AHRC funded: Diaspora Communities in Roman Britain
Dr. H. Eckhardt, Reading University
Post graduate based at NIGL: Carolyn Chenery
Britain under Rome was truly multi-cultural, with historical and epigraphic evidence recording the voluntary and forced migration of Gaulish, Germanic, and North African individuals. How did these diaspora communities create identities that were distinct from the host society, and maintain ideological links with their homeland? Can we identify incomers, and do they differ from the host population in their health and diet? Evidence for diaspora communities will be analysed through a combination of material culture, skeletal and isotope research. This project selected three Romano-British cemeteries, focusing on inhumation burials from North Yorkshire and Dorset. Sites were selected from settlements of differing status and function including military, civil, and urbanised. The skeletons selected date from the 2nd - 4th century AD.
S. Leach, M. Lewis, C. Chenery, G. Müldner, H. Eckardt. Migration and diversity in Roman Britain: A multidisciplinary approach to the identification of immigrants in Roman York, England American Journal of Physical Anthropology, 40, 546-561.

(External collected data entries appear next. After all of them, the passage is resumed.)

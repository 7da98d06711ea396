//! Retry policy for archive downloads

use serde::{Deserialize, Serialize};
use std::time::Duration;

/// Default attempt budget per archive
pub const MAX_ATTEMPTS: u32 = 5;

/// Delay between failed attempts
#[derive(Debug, Clone, Copy, PartialEq, Eq, Default, Serialize, Deserialize)]
#[serde(tag = "kind", rename_all = "snake_case")]
pub enum Backoff {
    /// Retry immediately
    #[default]
    None,
    /// Same delay after every failure
    Fixed { delay_ms: u64 },
    /// `base_ms * 2^(failures - 1)`, capped at `max_ms`
    Exponential { base_ms: u64, max_ms: u64 },
}

impl Backoff {
    /// Delay to wait after the `failures`-th consecutive failure (1-based)
    #[must_use]
    pub fn delay(&self, failures: u32) -> Duration {
        match *self {
            Self::None => Duration::ZERO,
            Self::Fixed { delay_ms } => Duration::from_millis(delay_ms),
            Self::Exponential { base_ms, max_ms } => {
                let shift = failures.saturating_sub(1).min(63);
                let factor = 1u64.checked_shl(shift).unwrap_or(u64::MAX);
                Duration::from_millis(base_ms.saturating_mul(factor).min(max_ms))
            }
        }
    }
}

/// Bounded retry policy
#[derive(Debug, Clone, Copy, PartialEq, Eq, Serialize, Deserialize)]
#[serde(default)]
pub struct RetryPolicy {
    /// Total attempts, including the first
    pub max_attempts: u32,
    /// Delay between attempts
    pub backoff: Backoff,
}

impl RetryPolicy {
    /// Default policy: five immediate attempts
    #[inline]
    #[must_use]
    pub fn new() -> Self {
        Self::default()
    }

    /// With attempt budget
    #[inline]
    #[must_use]
    pub fn with_max_attempts(mut self, max_attempts: u32) -> Self {
        self.max_attempts = max_attempts;
        self
    }

    /// With backoff strategy
    #[inline]
    #[must_use]
    pub fn with_backoff(mut self, backoff: Backoff) -> Self {
        self.backoff = backoff;
        self
    }
}

impl Default for RetryPolicy {
    fn default() -> Self {
        Self {
            max_attempts: MAX_ATTEMPTS,
            backoff: Backoff::None,
        }
    }
}

#[cfg(test)]
mod tests {
    use super::*;

    #[test]
    fn no_backoff_is_immediate() {
        assert_eq!(Backoff::None.delay(1), Duration::ZERO);
        assert_eq!(Backoff::None.delay(4), Duration::ZERO);
    }

    #[test]
    fn fixed_backoff_is_constant() {
        let b = Backoff::Fixed { delay_ms: 250 };
        assert_eq!(b.delay(1), Duration::from_millis(250));
        assert_eq!(b.delay(3), Duration::from_millis(250));
    }

    #[test]
    fn exponential_backoff_doubles_then_caps() {
        let b = Backoff::Exponential {
            base_ms: 100,
            max_ms: 1000,
        };
        assert_eq!(b.delay(1), Duration::from_millis(100));
        assert_eq!(b.delay(2), Duration::from_millis(200));
        assert_eq!(b.delay(4), Duration::from_millis(800));
        assert_eq!(b.delay(5), Duration::from_millis(1000));
        assert_eq!(b.delay(200), Duration::from_millis(1000));
    }

    #[test]
    fn default_policy_matches_attempt_budget() {
        let policy = RetryPolicy::default();
        assert_eq!(policy.max_attempts, MAX_ATTEMPTS);
        assert_eq!(policy.backoff, Backoff::None);
    }
}
//! Image identifiers
//!
//! An identifier such as `n01443537_22563.JPEG` names both the archive that
//! holds the image (its synset prefix, before the first `_`) and the archive
//! member itself (the whole identifier).

use crate::error::ArchiveError;
use serde::{Deserialize, Deserializer, Serialize, Serializer};
use std::fmt::{self, Display, Formatter};
use std::str::FromStr;

/// Separator between synset prefix and image suffix
pub const SYNSET_SEPARATOR: char = '_';

/// Synset-prefixed image identifier
#[derive(Debug, Clone, PartialEq, Eq, PartialOrd, Ord, Hash)]
pub struct ImageIdentifier {
    raw: String,
    synset_len: usize,
}

impl ImageIdentifier {
    /// Parse an identifier
    ///
    /// Surrounding whitespace is trimmed. An identifier without a separator is
    /// its own synset.
    ///
    /// # Errors
    /// Returns [`ArchiveError::InvalidIdentifier`] if the identifier is empty
    /// or the synset prefix is empty.
    pub fn parse(s: &str) -> Result<Self, ArchiveError> {
        let raw = s.trim();
        let synset_len = raw.find(SYNSET_SEPARATOR).unwrap_or(raw.len());
        if synset_len == 0 {
            return Err(ArchiveError::InvalidIdentifier(s.to_string()));
        }
        Ok(Self {
            raw: raw.to_string(),
            synset_len,
        })
    }

    /// Synset prefix, which selects the archive
    #[inline]
    #[must_use]
    pub fn synset(&self) -> &str {
        &self.raw[..self.synset_len]
    }

    /// Name of the archive member holding the image
    #[inline]
    #[must_use]
    pub fn member_name(&self) -> &str {
        &self.raw
    }

    /// Full identifier
    #[inline]
    #[must_use]
    pub fn as_str(&self) -> &str {
        &self.raw
    }
}

impl Display for ImageIdentifier {
    fn fmt(&self, f: &mut Formatter<'_>) -> fmt::Result {
        f.write_str(&self.raw)
    }
}

impl FromStr for ImageIdentifier {
    type Err = ArchiveError;

    fn from_str(s: &str) -> Result<Self, Self::Err> {
        Self::parse(s)
    }
}

impl AsRef<str> for ImageIdentifier {
    fn as_ref(&self) -> &str {
        &self.raw
    }
}

impl Serialize for ImageIdentifier {
    fn serialize<S>(&self, serializer: S) -> Result<S::Ok, S::Error>
    where
        S: Serializer,
    {
        serializer.serialize_str(&self.raw)
    }
}

impl<'de> Deserialize<'de> for ImageIdentifier {
    fn deserialize<D>(deserializer: D) -> Result<Self, D::Error>
    where
        D: Deserializer<'de>,
    {
        let s = String::deserialize(deserializer)?;
        Self::parse(&s).map_err(serde::de::Error::custom)
    }
}
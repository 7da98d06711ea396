//! Bounded-retry archive acquisition
//!
//! [`ArchiveFetcher::ensure_archive`] is idempotent: an archive already on
//! disk is never re-downloaded, and a new one only becomes visible at its
//! final path once fully written.

use crate::cache::{ArchiveDigest, PartialArchive};
use crate::credentials::{redacted_url, synset_url, Credentials, DEFAULT_BASE_URL};
use crate::error::{ArchiveError, ArchiveResult};
use crate::retry::RetryPolicy;
use crate::transport::ArchiveTransport;
use std::path::Path;
use tracing::{debug, info, info_span, warn, Instrument, Span};

/// Result of [`ArchiveFetcher::ensure_archive`]
#[derive(Debug, Clone, PartialEq, Eq)]
pub enum FetchOutcome {
    /// Archive was already present; no network access happened
    Cached,
    /// Archive was downloaded and stored
    Downloaded {
        /// Archive size
        bytes: u64,
        /// Attempts used, including the successful one
        attempts: u32,
        /// Content digest
        digest: ArchiveDigest,
    },
}

impl FetchOutcome {
    /// Check if the network was used
    #[inline]
    #[must_use]
    pub fn was_downloaded(&self) -> bool {
        matches!(self, Self::Downloaded { .. })
    }
}

/// Downloads synset archives with a bounded attempt budget
pub struct ArchiveFetcher<T> {
    transport: T,
    base_url: String,
    credentials: Credentials,
    retry: RetryPolicy,
    span: Span,
}

impl<T: ArchiveTransport> ArchiveFetcher<T> {
    /// Create fetcher with default base URL and retry policy
    pub fn new(transport: T, credentials: Credentials) -> Self {
        Self {
            transport,
            base_url: DEFAULT_BASE_URL.to_string(),
            credentials,
            retry: RetryPolicy::default(),
            span: info_span!("fetcher"),
        }
    }

    /// With archive service base URL
    #[must_use]
    pub fn with_base_url(mut self, base_url: impl Into<String>) -> Self {
        self.base_url = base_url.into();
        self
    }

    /// With retry policy
    #[must_use]
    pub fn with_retry(mut self, retry: RetryPolicy) -> Self {
        self.retry = retry;
        self
    }

    /// Active retry policy
    #[inline]
    pub fn retry(&self) -> &RetryPolicy {
        &self.retry
    }

    /// Underlying transport
    #[inline]
    pub fn transport(&self) -> &T {
        &self.transport
    }

    /// Make sure the archive for `synset` exists at `destination`
    ///
    /// # Errors
    /// - [`ArchiveError::RetryExhausted`] if every attempt failed; nothing is
    ///   written in that case
    /// - [`ArchiveError::Io`] if the archive cannot be stored
    pub async fn ensure_archive(&self, synset: &str, destination: &Path) -> ArchiveResult<FetchOutcome> {
        let span = info_span!(parent: &self.span, "ensure_archive", synset);
        self.ensure_inner(synset, destination).instrument(span).await
    }

    async fn ensure_inner(&self, synset: &str, destination: &Path) -> ArchiveResult<FetchOutcome> {
        let exists = tokio::fs::try_exists(destination)
            .await
            .map_err(|e| ArchiveError::io_error(destination, e))?;
        if exists {
            debug!(archive = %destination.display(), "archive already present");
            return Ok(FetchOutcome::Cached);
        }

        info!(archive = %destination.display(), "archive does not exist, downloading");
        let (partial, attempts) = self.download(synset, destination).await?;

        let (bytes, digest) = tokio::task::spawn_blocking(move || partial.commit())
            .await
            .map_err(|e| ArchiveError::io_error(destination, std::io::Error::other(e)))??;

        info!(bytes, attempts, digest = %digest.short(), "archive stored");
        Ok(FetchOutcome::Downloaded {
            bytes,
            attempts,
            digest,
        })
    }

    async fn download(&self, synset: &str, destination: &Path) -> ArchiveResult<(PartialArchive, u32)> {
        let url = synset_url(&self.base_url, synset, &self.credentials)?;
        let shown = redacted_url(&self.base_url, synset, &self.credentials)?;
        debug!(url = %shown, "requesting archive");

        let max_attempts = self.retry.max_attempts;
        for attempt in 1..=max_attempts {
            // a failed attempt drops its partial file
            let mut partial = PartialArchive::create(destination)?;
            match self.transport.fetch(&url, &mut partial).await {
                Ok(_) => {
                    debug!(attempt, "successful download on attempt {attempt}");
                    return Ok((partial, attempt));
                }
                Err(e) => {
                    warn!(attempt, max_attempts, error = %e, "archive request failed");
                    if attempt < max_attempts {
                        let delay = self.retry.backoff.delay(attempt);
                        if !delay.is_zero() {
                            tokio::time::sleep(delay).await;
                        }
                    }
                }
            }
        }

        Err(ArchiveError::RetryExhausted {
            synset: synset.to_string(),
            attempts: max_attempts,
        })
    }
}
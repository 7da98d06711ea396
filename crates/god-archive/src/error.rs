//! Error types for archive acquisition and extraction
//!
//! Every variant is scoped to a single identifier: callers count it as a
//! skipped image and move on.

use std::path::PathBuf;

/// Transport-level failure of one download attempt
#[derive(Debug, Clone, PartialEq, Eq, thiserror::Error)]
pub enum TransportError {
    /// Request did not complete in time
    #[error("request timed out")]
    Timeout,

    /// Server answered with a non-success status
    #[error("server returned status {0}")]
    Status(u16),

    /// Connection, TLS or body transfer failure
    #[error("transfer failed: {0}")]
    Connection(String),

    /// Body could not be written to the partial archive
    #[error("failed to store response body: {0}")]
    Write(String),
}

/// Errors from fetching archives and reading images out of them
#[derive(Debug, thiserror::Error)]
pub enum ArchiveError {
    /// Identifier has no usable synset prefix
    #[error("invalid image identifier: '{0}'")]
    InvalidIdentifier(String),

    /// Remote service failed on every attempt
    #[error("failed to retrieve synset {synset} in {attempts} attempts")]
    RetryExhausted { synset: String, attempts: u32 },

    /// Archive has no member with the requested name
    #[error("{member} not found in {archive}")]
    MemberNotFound { archive: PathBuf, member: String },

    /// Member bytes are not a decodable image
    #[error("failed to decode {member}: {source}")]
    Decode {
        member: String,
        #[source]
        source: image::ImageError,
    },

    /// Archive exists but cannot be read as a tar container
    #[error("corrupt archive {archive}: {source}")]
    Corrupt {
        archive: PathBuf,
        #[source]
        source: std::io::Error,
    },

    /// Filesystem error at a known path
    #[error("io error at {path}: {source}")]
    Io {
        path: PathBuf,
        #[source]
        source: std::io::Error,
    },

    /// HTTP client could not be constructed
    #[error("http client error: {0}")]
    Client(String),

    /// Base URL cannot be turned into a request URL
    #[error("invalid archive service URL: {0}")]
    InvalidUrl(String),
}

impl ArchiveError {
    /// Create IO error for path
    pub fn io_error(path: impl Into<PathBuf>, source: std::io::Error) -> Self {
        Self::Io {
            path: path.into(),
            source,
        }
    }

    /// Create corrupt-archive error for path
    pub fn corrupt(archive: impl Into<PathBuf>, source: std::io::Error) -> Self {
        Self::Corrupt {
            archive: archive.into(),
            source,
        }
    }

    /// Check if the error came from the network rather than archive content
    #[inline]
    #[must_use]
    pub fn is_network(&self) -> bool {
        matches!(self, Self::RetryExhausted { .. } | Self::Client(_))
    }
}

/// Result type alias for archive operations
pub type ArchiveResult<T> = Result<T, ArchiveError>;
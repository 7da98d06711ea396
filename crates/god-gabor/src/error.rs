//! Error types for filter construction

use god_geometry::GeometryError;

/// Errors raised while building Gabor kernels or banks
#[derive(Debug, Clone, PartialEq, thiserror::Error)]
pub enum GaborError {
    /// A scale parameter was zero, negative or not finite
    #[error("invalid parameter {name}: {value}")]
    InvalidParameter { name: &'static str, value: f64 },

    /// Bank would contain no filters
    #[error("filter bank is empty: {orientations} orientations x {phases} phases")]
    EmptyBank { orientations: usize, phases: usize },

    /// Kernel placement failed
    #[error("geometry error: {0}")]
    Geometry(#[from] GeometryError),
}

impl GaborError {
    pub(crate) fn check_positive(name: &'static str, value: f64) -> Result<()> {
        if value.is_finite() && value > 0.0 {
            Ok(())
        } else {
            Err(Self::InvalidParameter { name, value })
        }
    }
}

/// Result type alias for filter construction
pub type Result<T> = std::result::Result<T, GaborError>;
//! 16-bit grayscale PNG payloads

use crate::error::{RecordError, RecordResult};
use image::{ImageBuffer, ImageFormat, Luma};
use ndarray::{Array2, ArrayView2};
use std::io::Cursor;

/// Multiplier applied before truncating intensities to 16 bits
pub const PNG16_SCALE: f32 = 65535.5;

/// Quantize one intensity in `[0, 1]` to a 16-bit level
///
/// Values are scaled, truncated toward zero, and saturated; NaN maps to 0.
#[inline]
#[must_use]
#[allow(clippy::cast_possible_truncation, clippy::cast_sign_loss)]
pub fn quantize(value: f32) -> u16 {
    (value * PNG16_SCALE).clamp(0.0, f32::from(u16::MAX)) as u16
}

/// Encode a `rows x cols` intensity array as a 16-bit grayscale PNG
///
/// # Errors
/// - [`RecordError::Dimensions`] if the array is empty or too large
/// - [`RecordError::Png`] if the encoder fails
pub fn encode_png16(image: ArrayView2<'_, f32>) -> RecordResult<Vec<u8>> {
    let (rows, cols) = image.dim();
    let dims = (u32::try_from(cols), u32::try_from(rows));
    let (Ok(width), Ok(height)) = dims else {
        return Err(RecordError::Dimensions { rows, cols });
    };
    if width == 0 || height == 0 {
        return Err(RecordError::Dimensions { rows, cols });
    }

    let buffer: ImageBuffer<Luma<u16>, Vec<u16>> =
        ImageBuffer::from_fn(width, height, |x, y| Luma([quantize(image[[y as usize, x as usize]])]));
    let mut out = Cursor::new(Vec::new());
    buffer.write_to(&mut out, ImageFormat::Png)?;
    Ok(out.into_inner())
}

/// Decode a PNG into intensities in `[0, 1]`
///
/// # Errors
/// Returns [`RecordError::Png`] if the bytes are not a PNG
pub fn decode_png16(bytes: &[u8]) -> RecordResult<Array2<f32>> {
    let luma = image::load_from_memory_with_format(bytes, ImageFormat::Png)?.into_luma16();
    let shape = (luma.height() as usize, luma.width() as usize);
    #[allow(clippy::cast_possible_truncation)]
    let pixels = Array2::from_shape_fn(shape, |(r, c)| {
        f32::from(luma.get_pixel(c as u32, r as u32).0[0]) / f32::from(u16::MAX)
    });
    Ok(pixels)
}
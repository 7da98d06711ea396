//! Process-wide tracing setup

use serde::{Deserialize, Serialize};
use std::sync::OnceLock;
use tracing_subscriber::EnvFilter;

static INITIALISED: OnceLock<()> = OnceLock::new();

/// Log output settings
#[derive(Debug, Clone, PartialEq, Eq, Serialize, Deserialize)]
#[serde(default)]
pub struct LoggingConfig {
    /// Default filter when `RUST_LOG` is unset
    pub level: String,
    /// Emit JSON lines instead of human-readable text
    pub json: bool,
}

impl Default for LoggingConfig {
    fn default() -> Self {
        Self {
            level: "info".to_string(),
            json: false,
        }
    }
}

/// Install the global subscriber
///
/// `RUST_LOG` takes precedence over `config.level`. Only the first call has
/// an effect; it returns `true` if this call installed the subscriber.
pub fn init_tracing(config: &LoggingConfig) -> bool {
    if INITIALISED.set(()).is_err() {
        return false;
    }
    let filter = EnvFilter::try_from_default_env()
        .or_else(|_| EnvFilter::try_new(&config.level))
        .unwrap_or_else(|_| EnvFilter::new("info"));
    let builder = tracing_subscriber::fmt().with_env_filter(filter).with_target(true);
    let installed = if config.json {
        builder.json().try_init()
    } else {
        builder.try_init()
    };
    installed.is_ok()
}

Eckardt, H., Chenery, C., Booth, P., Müldner, G., Evans, J.A. & Lamb, A (in press). Oxygen and strontium Isotope Evidence for Mobility in Roman Winchester. Journal of Archaeological Science.
Carolyn Chenery, Gundula Müldner, Jane Evans, Hella Eckardt Stephany Leach, Mary Lewis (in press). Strontium and stable isotope evidence for diet and mobility in Roman Gloucester, UK. Journal of Archaeological Sciences.
Progress: project completed.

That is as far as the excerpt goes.